Discovery of Novel Potent and Safe Immunoproteasome Inhibitors with Bridged Ring for Anti-Inflammatory Therapy

Current clinical Proteasome inhibitors suffer from nonselective pan-inhibition, leading to severe toxicity. Selective immunoproteasome inhibition offers a safer therapeutic strategy for autoimmune diseases. However, the inadequate LMP7/β5 selectivity of existing immunoproteasome inhibitors still lead to potential clinical side effects. To overcome this limitation, we designed and synthesized a series of novel immunoproteasome inhibitors featuring a bridged ring. The optimal compound A33 exhibited potent LMP7 inhibitory activity with >100-fold selectivity over β5 at the cellular level, along with ancillary activity against LMP2/MECL-1. Remarkably, A33 showed excellent anti-inflammatory effects in a mouse model of arthritis, and a favorable safety profile in toxicological studies, with reduced hepatotoxicity and hematotoxicity.

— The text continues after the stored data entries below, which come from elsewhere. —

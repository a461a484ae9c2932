//! Topic names, client identifiers and payload text for the telemetry
//! channel. Everything here is bounded `heapless` text so the link layer
//! can build frames without allocating.

use core::fmt::Write;

use heapless::String;
use winnow::Parser;
use winnow::ascii::dec_uint;
use winnow::error::ContextError;

use crate::node::NodeId;

pub const TOPIC_CAPACITY: usize = 32;
pub const PAYLOAD_CAPACITY: usize = 48;
pub const CLIENT_ID_CAPACITY: usize = 24;

pub type Topic = String<TOPIC_CAPACITY>;
pub type Payload = String<PAYLOAD_CAPACITY>;
pub type ClientId = String<CLIENT_ID_CAPACITY>;

/// Shared control topic every broadcast emitter hears.
pub const EMIT_TOPIC: &str = "ultrasound_emit";

/// Client identifier presented to the telemetry broker.
#[must_use]
pub fn client_id(id: NodeId) -> ClientId {
    let mut out = ClientId::new();
    write!(out, "BaseStation-{id}").expect("client id fits its buffer");
    out
}

/// Topic carrying this node's smoothed distance estimates.
#[must_use]
pub fn distance_topic(id: NodeId) -> Topic {
    let mut out = Topic::new();
    write!(out, "distances/{id}").expect("distance topic fits its buffer");
    out
}

/// Topic carrying this node's presence transitions.
#[must_use]
pub fn presence_topic(id: NodeId) -> Topic {
    let mut out = Topic::new();
    write!(out, "presence/{id}").expect("presence topic fits its buffer");
    out
}

/// Per-node control topic for targeted emit commands.
#[must_use]
pub fn command_topic(id: NodeId) -> Topic {
    let mut out = Topic::new();
    write!(out, "/base_stations/{id}").expect("command topic fits its buffer");
    out
}

/// Distance estimates travel as decimal text with two fractional digits.
#[must_use]
pub fn distance_payload(estimate: f32) -> Payload {
    let mut out = Payload::new();
    write!(out, "{estimate:.2}").expect("distance payload fits its buffer");
    out
}

/// Presence payload: `1` while present, `0` otherwise.
#[must_use]
pub const fn presence_payload(present: bool) -> &'static str {
    if present { "1" } else { "0" }
}

/// Parses a payload that must be exactly one decimal node identifier.
#[must_use]
pub fn parse_node_id(text: &str) -> Option<NodeId> {
    dec_uint::<_, u16, ContextError>
        .parse(text)
        .ok()
        .map(NodeId::new)
}
use core::panic::PanicInfo;
use defmt::error;

#[panic_handler]
fn panic(info: &PanicInfo) -> ! {
    error!("PANIC: {}", defmt::Display2Format(info));
    cortex_m::asm::udf();
}
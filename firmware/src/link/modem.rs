//! Line protocol for the UART radio modem.
//!
//! Everything on the wire is a single text line. The node sends
//! `CONNECT <client>`, `SUB <topic>`, and `PUB <topic> <payload>`; the
//! modem reports `+CONNECTED`, `+CLOSED`, and `+MSG <topic> <payload>`.
//! [`LineSplitter`] reassembles lines from the raw UART byte stream and
//! [`parse_event`] turns one line into a [`ModemEvent`].

use core::fmt::Write;

use heapless::String;
use winnow::ModalResult;
use winnow::Parser;
use winnow::combinator::alt;
use winnow::token::{rest, take_till};

use ranging_core::link::LinkPort;
use ranging_core::wire::ClientId;

use super::TxFrameSender;

/// Longest line exchanged with the modem, command or event.
pub const MODEM_LINE_MAX: usize = 96;

/// Outbound command frame, terminator included.
pub type ModemFrame = String<MODEM_LINE_MAX>;

/// Inbound events reported by the modem.
#[derive(Clone, Copy, Debug, PartialEq, Eq)]
pub enum ModemEvent<'a> {
    /// Broker acknowledged the open handshake.
    Connected,
    /// Session closed, locally or by the broker.
    Closed,
    /// Message delivered on a subscribed topic.
    Message { topic: &'a str, payload: &'a str },
}

fn message<'a>(input: &mut &'a str) -> ModalResult<ModemEvent<'a>> {
    let _ = "+MSG ".parse_next(input)?;
    let topic = take_till(1.., ' ').parse_next(input)?;
    let _ = ' '.parse_next(input)?;
    let payload = rest.parse_next(input)?;
    Ok(ModemEvent::Message { topic, payload })
}

fn event<'a>(input: &mut &'a str) -> ModalResult<ModemEvent<'a>> {
    alt((
        "+CONNECTED".value(ModemEvent::Connected),
        "+CLOSED".value(ModemEvent::Closed),
        message,
    ))
    .parse_next(input)
}

/// Parses one modem line. `None` covers command echo, unsolicited reports
/// this node does not track, and line noise.
#[must_use]
pub fn parse_event(line: &str) -> Option<ModemEvent<'_>> {
    event.parse(line).ok()
}

/// Formats the open handshake for `client`.
pub fn connect_frame(client: &ClientId) -> ModemFrame {
    let mut frame = ModemFrame::new();
    write!(frame, "CONNECT {client}\r\n").expect("command fits its buffer");
    frame
}

/// Formats a subscription request.
pub fn subscribe_frame(topic: &str) -> ModemFrame {
    let mut frame = ModemFrame::new();
    write!(frame, "SUB {topic}\r\n").expect("command fits its buffer");
    frame
}

/// Formats one outbound message.
pub fn publish_frame(topic: &str, payload: &str) -> ModemFrame {
    let mut frame = ModemFrame::new();
    write!(frame, "PUB {topic} {payload}\r\n").expect("command fits its buffer");
    frame
}

/// Error when the TX frame queue cannot take another command.
#[derive(Clone, Copy, Debug, PartialEq, Eq)]
pub struct TxQueueFull;

/// Command-writer half of the modem seam.
///
/// Commands become frames on the TX queue; the pump half of the link task
/// owns the UART. Acknowledgements come back through [`parse_event`] on
/// the RX side.
pub struct ModemPort<'a> {
    frames: TxFrameSender<'a>,
}

impl<'a> ModemPort<'a> {
    pub fn new(frames: TxFrameSender<'a>) -> Self {
        Self { frames }
    }

    fn push(&mut self, frame: ModemFrame) -> Result<(), TxQueueFull> {
        self.frames.try_send(frame).map_err(|_| TxQueueFull)
    }
}

impl LinkPort for ModemPort<'_> {
    type Error = TxQueueFull;

    fn open(&mut self, client: &ClientId) -> Result<(), TxQueueFull> {
        self.push(connect_frame(client))
    }

    fn subscribe(&mut self, topic: &str) -> Result<(), TxQueueFull> {
        self.push(subscribe_frame(topic))
    }

    fn publish(&mut self, topic: &str, payload: &str) -> Result<(), TxQueueFull> {
        self.push(publish_frame(topic, payload))
    }
}

/// Reassembles modem lines from the raw UART byte stream.
///
/// Overlong lines are discarded through to their terminator rather than
/// truncated. Blank lines and control bytes produce nothing.
#[derive(Debug, Default)]
pub struct LineSplitter {
    buffer: String<MODEM_LINE_MAX>,
    overflowed: bool,
}

impl LineSplitter {
    #[must_use]
    pub const fn new() -> Self {
        Self {
            buffer: String::new(),
            overflowed: false,
        }
    }

    /// Feeds one byte; returns a completed line without its terminator.
    pub fn push_byte(&mut self, byte: u8) -> Option<String<MODEM_LINE_MAX>> {
        match byte {
            b'\n' => {
                if self.overflowed {
                    self.overflowed = false;
                    self.buffer.clear();
                    return None;
                }
                let line = core::mem::take(&mut self.buffer);
                (!line.is_empty()).then_some(line)
            }
            0x20..=0x7e => {
                if !self.overflowed && self.buffer.push(byte as char).is_err() {
                    self.overflowed = true;
                    self.buffer.clear();
                }
                None
            }
            _ => None,
        }
    }
}

#[cfg(test)]
mod tests {
    use super::*;
    use crate::link::{TX_FRAME_QUEUE_DEPTH, TxFrameQueue};
    use ranging_core::node::NodeId;
    use ranging_core::wire;

    #[test]
    fn events_parse_from_their_lines() {
        assert_eq!(parse_event("+CONNECTED"), Some(ModemEvent::Connected));
        assert_eq!(parse_event("+CLOSED"), Some(ModemEvent::Closed));
        assert_eq!(
            parse_event("+MSG ultrasound_emit emit"),
            Some(ModemEvent::Message {
                topic: "ultrasound_emit",
                payload: "emit"
            })
        );
    }

    #[test]
    fn message_payloads_run_to_the_end_of_the_line() {
        assert_eq!(
            parse_event("+MSG /base_stations/7 fire now"),
            Some(ModemEvent::Message {
                topic: "/base_stations/7",
                payload: "fire now"
            })
        );
        assert_eq!(
            parse_event("+MSG distances/4 "),
            Some(ModemEvent::Message {
                topic: "distances/4",
                payload: ""
            })
        );
    }

    #[test]
    fn noise_lines_parse_to_nothing() {
        assert_eq!(parse_event(""), None);
        assert_eq!(parse_event("OK"), None);
        assert_eq!(parse_event("+CONNECTEDX"), None);
        assert_eq!(parse_event("+MSG topiconly"), None);
        assert_eq!(parse_event("+RSSI -40"), None);
    }

    #[test]
    fn frames_carry_the_terminator() {
        let client = wire::client_id(NodeId::new(3));
        assert_eq!(connect_frame(&client).as_str(), "CONNECT BaseStation-3\r\n");
        assert_eq!(
            subscribe_frame("ultrasound_emit").as_str(),
            "SUB ultrasound_emit\r\n"
        );
        assert_eq!(
            publish_frame("distances/3", "7500.00").as_str(),
            "PUB distances/3 7500.00\r\n"
        );
    }

    #[test]
    fn port_commands_become_queued_frames() {
        let queue = TxFrameQueue::new();
        let mut port = ModemPort::new(queue.sender());

        let client = wire::client_id(NodeId::new(9));
        port.open(&client).expect("queue has room");
        port.subscribe("/base_stations/9").expect("queue has room");
        port.publish("presence/9", "1").expect("queue has room");

        assert_eq!(
            queue.try_receive().unwrap().as_str(),
            "CONNECT BaseStation-9\r\n"
        );
        assert_eq!(
            queue.try_receive().unwrap().as_str(),
            "SUB /base_stations/9\r\n"
        );
        assert_eq!(
            queue.try_receive().unwrap().as_str(),
            "PUB presence/9 1\r\n"
        );
    }

    #[test]
    fn a_full_queue_refuses_further_commands() {
        let queue = TxFrameQueue::new();
        let mut port = ModemPort::new(queue.sender());

        for _ in 0..TX_FRAME_QUEUE_DEPTH {
            port.publish("distances/1", "1.00").expect("queue has room");
        }
        assert_eq!(port.publish("distances/1", "1.00"), Err(TxQueueFull));
    }

    #[test]
    fn splitter_reassembles_crlf_lines() {
        let mut splitter = LineSplitter::new();
        let mut lines: heapless::Vec<String<MODEM_LINE_MAX>, 4> = heapless::Vec::new();

        for byte in b"+CONNECTED\r\n+MSG a b\r\n" {
            if let Some(line) = splitter.push_byte(*byte) {
                lines.push(line).unwrap();
            }
        }

        assert_eq!(lines.len(), 2);
        assert_eq!(lines[0].as_str(), "+CONNECTED");
        assert_eq!(lines[1].as_str(), "+MSG a b");
    }

    #[test]
    fn splitter_discards_overlong_lines_whole() {
        let mut splitter = LineSplitter::new();

        for _ in 0..(MODEM_LINE_MAX + 20) {
            assert_eq!(splitter.push_byte(b'x'), None);
        }
        assert_eq!(splitter.push_byte(b'\n'), None);

        // The splitter is usable again afterwards.
        for byte in b"+CLOSED" {
            assert_eq!(splitter.push_byte(*byte), None);
        }
        assert_eq!(splitter.push_byte(b'\n').as_deref(), Some("+CLOSED"));
    }

    #[test]
    fn blank_lines_produce_nothing() {
        let mut splitter = LineSplitter::new();
        assert_eq!(splitter.push_byte(b'\r'), None);
        assert_eq!(splitter.push_byte(b'\n'), None);
    }
}
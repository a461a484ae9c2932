//! Echo capture engine and the hardware seams it drives.
//!
//! The capture sequence follows the HC-SR04 family: wait for the echo line
//! to go quiet, hold a short settle window, fire the trigger, then time the
//! width of the echo pulse. Every wait is a polling loop bounded by both a
//! deadline and a hard iteration cap, so an absent or wedged transducer
//! costs a bounded number of iterations instead of a stalled node. Nothing
//! in this path allocates or formats text.

pub mod presence;
pub mod smoothing;
pub mod validity;

/// Width of the trigger pulse implementations are expected to emit.
pub const TRIGGER_PULSE_MICROS: u64 = 10;

/// Drives the ultrasonic trigger line for one fixed-width pulse.
///
/// Implementations must be callable from both the measurement path and the
/// remote-command handler, must not allocate, and must not block beyond the
/// pulse width itself. Firing with no transducer attached is a no-op.
pub trait PulseDriver {
    /// Emits a single trigger pulse of [`TRIGGER_PULSE_MICROS`].
    fn fire(&mut self);
}

/// Samples the echo input line.
pub trait EchoInput {
    /// Returns `true` while the echo line reads high.
    fn echo_is_high(&mut self) -> bool;
}

/// Monotonic microsecond clock.
pub trait MicrosClock {
    /// Microseconds since an arbitrary epoch; never moves backwards.
    fn now_micros(&mut self) -> u64;
}

/// Tuning for one capture pass. All times in microseconds.
#[derive(Clone, Copy, Debug, PartialEq, Eq)]
pub struct CaptureConfig {
    /// Budget for waiting out an in-flight echo before triggering.
    pub clear_timeout_micros: u64,
    /// Quiet interval between the line clearing and the trigger pulse.
    pub settle_micros: u64,
    /// Longest flight time the capture waits for after firing.
    pub echo_timeout_micros: u64,
    /// Hard cap on iterations for each polling loop.
    pub max_poll_iterations: u32,
}

impl CaptureConfig {
    /// Reference tuning for the stock transducer.
    pub const DEFAULT: Self = Self {
        clear_timeout_micros: 5_000,
        settle_micros: 2_000,
        echo_timeout_micros: 25_000,
        max_poll_iterations: 100_000,
    };
}

impl Default for CaptureConfig {
    fn default() -> Self {
        Self::DEFAULT
    }
}

/// Result of one capture pass.
#[derive(Clone, Copy, Debug, PartialEq, Eq)]
pub enum CaptureOutcome {
    /// Echo pulse observed; width in microseconds.
    Echo(u64),
    /// No usable echo within the configured bounds.
    Timeout,
}

impl CaptureOutcome {
    #[must_use]
    pub const fn is_timeout(self) -> bool {
        matches!(self, CaptureOutcome::Timeout)
    }

    /// Measured width, if an echo was observed.
    #[must_use]
    pub const fn micros(self) -> Option<u64> {
        match self {
            CaptureOutcome::Echo(micros) => Some(micros),
            CaptureOutcome::Timeout => None,
        }
    }
}

/// Times the flight of a single ultrasonic pulse.
#[derive(Clone, Copy, Debug, Default)]
pub struct EchoTimer {
    config: CaptureConfig,
}

impl EchoTimer {
    #[must_use]
    pub const fn new(config: CaptureConfig) -> Self {
        Self { config }
    }

    #[must_use]
    pub const fn config(&self) -> &CaptureConfig {
        &self.config
    }

    /// Runs one trigger/echo pass against the probe.
    ///
    /// The probe bundles the three hardware seams so one mutable borrow
    /// covers the whole pass. Any bound that trips yields
    /// [`CaptureOutcome::Timeout`]; the trigger is never fired while the
    /// echo line is still busy.
    pub fn capture<P>(&self, probe: &mut P) -> CaptureOutcome
    where
        P: PulseDriver + EchoInput + MicrosClock,
    {
        let start = probe.now_micros();
        let clear_deadline = start.saturating_add(self.config.clear_timeout_micros);
        if !self.poll_level(probe, false, clear_deadline) {
            return CaptureOutcome::Timeout;
        }

        let settle_deadline = probe.now_micros().saturating_add(self.config.settle_micros);
        if !self.wait_deadline(probe, settle_deadline) {
            return CaptureOutcome::Timeout;
        }

        probe.fire();

        let fired_at = probe.now_micros();
        let echo_deadline = fired_at.saturating_add(self.config.echo_timeout_micros);
        if !self.poll_level(probe, true, echo_deadline) {
            return CaptureOutcome::Timeout;
        }
        let rose_at = probe.now_micros();
        if !self.poll_level(probe, false, echo_deadline) {
            return CaptureOutcome::Timeout;
        }
        let fell_at = probe.now_micros();

        CaptureOutcome::Echo(fell_at.saturating_sub(rose_at))
    }

    /// Polls until the echo line reads `level`. False once the deadline
    /// passes or the iteration cap trips.
    fn poll_level<P>(&self, probe: &mut P, level: bool, deadline_micros: u64) -> bool
    where
        P: EchoInput + MicrosClock,
    {
        for _ in 0..self.config.max_poll_iterations {
            if probe.echo_is_high() == level {
                return true;
            }
            if probe.now_micros() >= deadline_micros {
                return false;
            }
        }
        false
    }

    /// Spins until the clock reaches the deadline, iteration-capped so a
    /// frozen clock cannot trap the capture.
    fn wait_deadline<P>(&self, probe: &mut P, deadline_micros: u64) -> bool
    where
        P: MicrosClock,
    {
        for _ in 0..self.config.max_poll_iterations {
            if probe.now_micros() >= deadline_micros {
                return true;
            }
        }
        false
    }
}
use core::fmt::Write as _;

use embassy_stm32 as hal;
use embassy_stm32::Peri;
use embassy_stm32::usart::{BufferedUart, Config as UartConfig, DataBits, Parity, StopBits};
use embassy_time::{Duration, Instant, Timer};
use embedded_io_async::{Read, Write};
use heapless::String;

use ranging_core::node::NodeId;
use ranging_core::shell::commands::{LINE_TOO_LONG_TEXT, PROMPT};
use ranging_core::shell::{self, LineEditor, LineEvent, LineOutcome, ShellSession};

use crate::hw::idstore::FlashIdStore;
use crate::status::{self, FirmwareStatusProvider};
use crate::telemetry::{NodeEventLog, NodeInstant};

const CONSOLE_UART_BUFFER_SIZE: usize = 256;
const CONSOLE_UART_BAUD: u32 = 115_200;

/// Reply staging area; sized for the longest `status` rendering plus the
/// trailing prompt.
const REPLY_CAPACITY: usize = 512;

static mut UART_TX_BUFFER: [u8; CONSOLE_UART_BUFFER_SIZE] = [0; CONSOLE_UART_BUFFER_SIZE];
static mut UART_RX_BUFFER: [u8; CONSOLE_UART_BUFFER_SIZE] = [0; CONSOLE_UART_BUFFER_SIZE];

embassy_stm32::bind_interrupts!(struct UartIrqs {
    USART2_LPUART2 => embassy_stm32::usart::BufferedInterruptHandler<hal::peripherals::USART2>;
});

#[embassy_executor::task]
pub async fn run(
    usart: Peri<'static, hal::peripherals::USART2>,
    tx_pin: Peri<'static, hal::peripherals::PA2>,
    rx_pin: Peri<'static, hal::peripherals::PA3>,
    id: NodeId,
    store: FlashIdStore<'static>,
) -> ! {
    let mut config = UartConfig::default();
    config.baudrate = CONSOLE_UART_BAUD;
    config.data_bits = DataBits::DataBits8;
    config.stop_bits = StopBits::STOP1;
    config.parity = Parity::ParityNone;

    let uart = unsafe {
        BufferedUart::new(
            usart,
            rx_pin,
            tx_pin,
            &mut UART_TX_BUFFER,
            &mut UART_RX_BUFFER,
            UartIrqs,
            config,
        )
        .expect("failed to initialize console UART")
    };

    let (mut uart_tx, mut uart_rx) = uart.split();

    let mut session = ShellSession::new(id, store);
    let mut editor = LineEditor::default();
    let mut provider = FirmwareStatusProvider;
    let mut events = NodeEventLog::new();
    let mut reply: String<REPLY_CAPACITY> = String::new();
    let mut ingress = [0u8; 32];

    let _ = shell::write_banner(&mut reply, env!("CARGO_PKG_VERSION"));
    let _ = reply.push_str(PROMPT);
    write_all(&mut uart_tx, reply.as_bytes()).await;

    loop {
        match uart_rx.read(&mut ingress).await {
            Ok(count) if count > 0 => {
                for &byte in &ingress[..count] {
                    let Some(event) = editor.push_byte(byte) else {
                        continue;
                    };

                    reply.clear();
                    match event {
                        LineEvent::Ready => {
                            let line = editor.take_line();
                            match session.handle_line(
                                line.as_str(),
                                &mut reply,
                                &mut provider,
                                Instant::now(),
                            ) {
                                Ok(LineOutcome::IdChanged(new_id)) => {
                                    status::record_identity(new_id);
                                    events
                                        .record_id_changed(new_id, NodeInstant::from(Instant::now()));
                                    defmt::info!("shell: node id set to {}", new_id.value());
                                }
                                Ok(LineOutcome::Quiet) => {}
                                Err(_) => {
                                    reply.clear();
                                    defmt::warn!("shell: reply overflowed, dropped");
                                }
                            }
                        }
                        LineEvent::TooLong => {
                            let _ = writeln!(reply, "{LINE_TOO_LONG_TEXT}");
                        }
                    }

                    let _ = reply.push_str(PROMPT);
                    write_all(&mut uart_tx, reply.as_bytes()).await;
                }
            }
            Ok(_) => {}
            Err(_) => {
                defmt::warn!("shell: console UART read error");
                Timer::after(Duration::from_millis(5)).await;
            }
        }
    }
}

async fn write_all<W: Write>(uart_tx: &mut W, data: &[u8]) {
    let mut written = 0usize;
    while written < data.len() {
        match uart_tx.write(&data[written..]).await {
            Ok(count) if count > 0 => {
                written += count;
            }
            Ok(_) => {}
            Err(_) => {
                defmt::warn!("shell: console UART write error");
                Timer::after(Duration::from_millis(5)).await;
                return;
            }
        }
    }

    if let Err(_) = uart_tx.flush().await {
        defmt::warn!("shell: console UART flush error");
        Timer::after(Duration::from_millis(5)).await;
    }
}
#![cfg_attr(target_os = "none", no_std)]
#![cfg_attr(target_os = "none", no_main)]
#![cfg_attr(target_os = "none", allow(static_mut_refs))]

mod idrecord;
mod link;
mod role;
mod status;
mod telemetry;

#[cfg(target_os = "none")]
mod hw;
#[cfg(target_os = "none")]
mod panic;
#[cfg(target_os = "none")]
mod runtime;

#[cfg(not(target_os = "none"))]
fn main() {}
//! HC-SR04 style transducer wiring.
//!
//! The measurement cycle drives one composite probe; emitter builds reuse
//! [`TriggerPin`] alone for remote-commanded pulses and receiver builds
//! sample [`EchoPin`] alone for presence.

use embassy_stm32::gpio::{Input, Output};
use embassy_time::{Duration, Instant, block_for};
use ranging_core::ranging::{EchoInput, MicrosClock, PulseDriver, TRIGGER_PULSE_MICROS};

/// Drives the trigger line for one fixed-width pulse.
pub struct TriggerPin<'d> {
    output: Output<'d>,
}

impl<'d> TriggerPin<'d> {
    pub fn new(output: Output<'d>) -> Self {
        Self { output }
    }
}

impl PulseDriver for TriggerPin<'_> {
    fn fire(&mut self) {
        self.output.set_high();
        block_for(Duration::from_micros(TRIGGER_PULSE_MICROS));
        self.output.set_low();
    }
}

/// Samples the echo line.
pub struct EchoPin<'d> {
    input: Input<'d>,
}

impl<'d> EchoPin<'d> {
    pub fn new(input: Input<'d>) -> Self {
        Self { input }
    }
}

impl EchoInput for EchoPin<'_> {
    fn echo_is_high(&mut self) -> bool {
        self.input.is_high()
    }
}

/// Monotonic microsecond clock over the Embassy timebase.
pub struct BootClock;

impl MicrosClock for BootClock {
    fn now_micros(&mut self) -> u64 {
        Instant::now().as_micros()
    }
}

/// Complete probe for the measurement cycle: trigger, echo, and clock.
pub struct SonarProbe<'d> {
    trigger: TriggerPin<'d>,
    echo: EchoPin<'d>,
    clock: BootClock,
}

impl<'d> SonarProbe<'d> {
    pub fn new(trigger: TriggerPin<'d>, echo: EchoPin<'d>) -> Self {
        Self {
            trigger,
            echo,
            clock: BootClock,
        }
    }
}

impl PulseDriver for SonarProbe<'_> {
    fn fire(&mut self) {
        self.trigger.fire();
    }
}

impl EchoInput for SonarProbe<'_> {
    fn echo_is_high(&mut self) -> bool {
        self.echo.echo_is_high()
    }
}

impl MicrosClock for SonarProbe<'_> {
    fn now_micros(&mut self) -> u64 {
        self.clock.now_micros()
    }
}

Critically, we established a direct correlation between high LMP7/β5 selectivity and diminished systemic toxicity. In addition, A33 had favorable pharmacokinetic characteristics both in vitro and in vivo. These attractive drug-like properties establish A33 as a promising preclinical candidate compound with optimized selectivity and improved safety profile that merit further investigation.